Le piccole imprese con meno di 50 addetti danno lavoro al 67% degli occupati italiani nel settore privato e costituiscono il 99,5% del totale delle imprese presenti nel nostro Paese.

“Come è possibile – continua Bortolussi – che non si intervenga per ridurre i costi
energetici a chi costituisce l’asse portante dell’economia del Paese? Più in
generale, come fa la Commissione europea ad accettare che in Europa la piccola
impresa paghi l’energia elettrica mediamente il 40% in più delle grandi aziende se,
tra il 2002 ed il 2010, l’85% dei nuovi posti di lavoro in Ue sono stati creati dalle
PMI?”


Gli 'Oneri Generali di Sistema' sono la parte con più peso


Gli oneri generali di sistema costituiscono la componente parafiscale che comprende principalmente l’incentivazione delle fonti rinnovabili (componente A3); tra il III° trimestre del 2011 e il III° trimestre del 2013, ad esempio, il prezzo dell’energia elettrica per un utente domestico medio è salito del 16,4%, mentre la componente degli oneri generali di sistema è cresciuto del 67,7%.

Dal 2009 al 2012 il gettito degli oneri generali di sistema è passato da 4,7 miliardi di euro a 11,2 miliardi di euro. Si tratta di un incremento pari al +137% spiegabile interamente con l’esplosione della componente A3 per la copertura degli schemi di incentivazione delle fonti elettriche rinnovabili, il cui gettito è salito del 233% in 4 anni passando da 3,1 miliardi di euro nel 2009 a 10,4 miliardi di euro nel 2012. Le previsioni dell’Autorità per l’Energia Elettrica e il Gas stimano che nel 2013 il gettito si attesterà attorno ai 14 miliardi di euro.
 
L’impatto degli oneri generali di sistema sui clienti non è uguale per tutti.

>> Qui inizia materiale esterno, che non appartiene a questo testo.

use axum::{
    extract::{Path, State},
    http::StatusCode,
    response::{IntoResponse, Response},
    routing::{delete, get, post},
    Json, Router,
};
use sqlx::PgPool;
use uuid::Uuid;

use crate::api::response::ApiResponse;
use crate::error::AppError;

use super::commands::{CreateNodeCommand, CreateNodeError, DeleteNodeCommand, DeleteNodeError};
use super::queries::{GetNodeError, GetNodeQuery, ListNodesError, ListNodesQuery};

pub fn nodes_routes() -> Router<PgPool> {
    Router::new()
        .route("/", post(create_node))
        .route("/", get(list_nodes))
        .route("/:id", get(get_node))
        .route("/:id", delete(delete_node))
}

#[derive(Debug, thiserror::Error)]
enum NodesApiError {
    #[error(transparent)]
    Create(#[from] CreateNodeError),
    #[error(transparent)]
    Delete(#[from] DeleteNodeError),
    #[error(transparent)]
    Get(#[from] GetNodeError),
    #[error(transparent)]
    List(#[from] ListNodesError),
}

impl IntoResponse for NodesApiError {
    fn into_response(self) -> Response {
        let app_error = match self {
            NodesApiError::Create(CreateNodeError::Database(e)) => AppError::Database(e),
            NodesApiError::Create(e @ CreateNodeError::Duplicate(_)) => {
                AppError::Conflict(e.to_string())
            },
            NodesApiError::Create(e) => AppError::Validation(e.to_string()),
            NodesApiError::Delete(DeleteNodeError::Database(e)) => AppError::Database(e),
            NodesApiError::Delete(e @ DeleteNodeError::NotFound(_)) => {
                AppError::NotFound(e.to_string())
            },
            NodesApiError::Delete(e @ DeleteNodeError::InUse(_)) => {
                AppError::Conflict(e.to_string())
            },
            NodesApiError::Get(GetNodeError::Database(e)) => AppError::Database(e),
            NodesApiError::Get(e @ GetNodeError::NotFound(_)) => AppError::NotFound(e.to_string()),
            NodesApiError::List(ListNodesError::Database(e)) => AppError::Database(e),
        };
        app_error.into_response()
    }
}

#[tracing::instrument(skip(pool, command))]
async fn create_node(
    State(pool): State<PgPool>,
    Json(command): Json<CreateNodeCommand>,
) -> Result<Response, NodesApiError> {
    let response = super::commands::create::handle(pool, command).await?;
    Ok((StatusCode::CREATED, Json(ApiResponse::success(response))).into_response())
}

#[tracing::instrument(skip(pool))]
async fn list_nodes(State(pool): State<PgPool>) -> Result<Response, NodesApiError> {
    let response = super::queries::list::handle(pool, ListNodesQuery::default()).await?;
    Ok(Json(ApiResponse::success(response)).into_response())
}

#[tracing::instrument(skip(pool))]
async fn get_node(
    State(pool): State<PgPool>,
    Path(id): Path<Uuid>,
) -> Result<Response, NodesApiError> {
    let response = super::queries::get::handle(pool, GetNodeQuery { id }).await?;
    Ok(Json(ApiResponse::success(response)).into_response())
}

#[tracing::instrument(skip(pool))]
async fn delete_node(
    State(pool): State<PgPool>,
    Path(id): Path<Uuid>,
) -> Result<Response, NodesApiError> {
    let response = super::commands::delete::handle(pool, DeleteNodeCommand { id }).await?;
    Ok(Json(ApiResponse::success(response)).into_response())
}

Innanzitutto bisogna considerare che il decreto legislativo n. 79/99 prevede che per le attività ad alto consumo di energia, il carico degli oneri debba essere definito in misura inversamente proporzionale in rapporto ai maggiori consumi.

Questo determina, di fatto, che le grandi imprese o le imprese energivore contribuiscano in misura minore delle altre imprese o utenze.

Nel 2011, ad esempio, le utenze in alta tensione (AT) o in altissima tensione (AAT) hanno “assorbito” il 14,8% dei consumi complessivi, ma hanno contribuito solamente per il 7,4% del gettito totale degli oneri di sistema.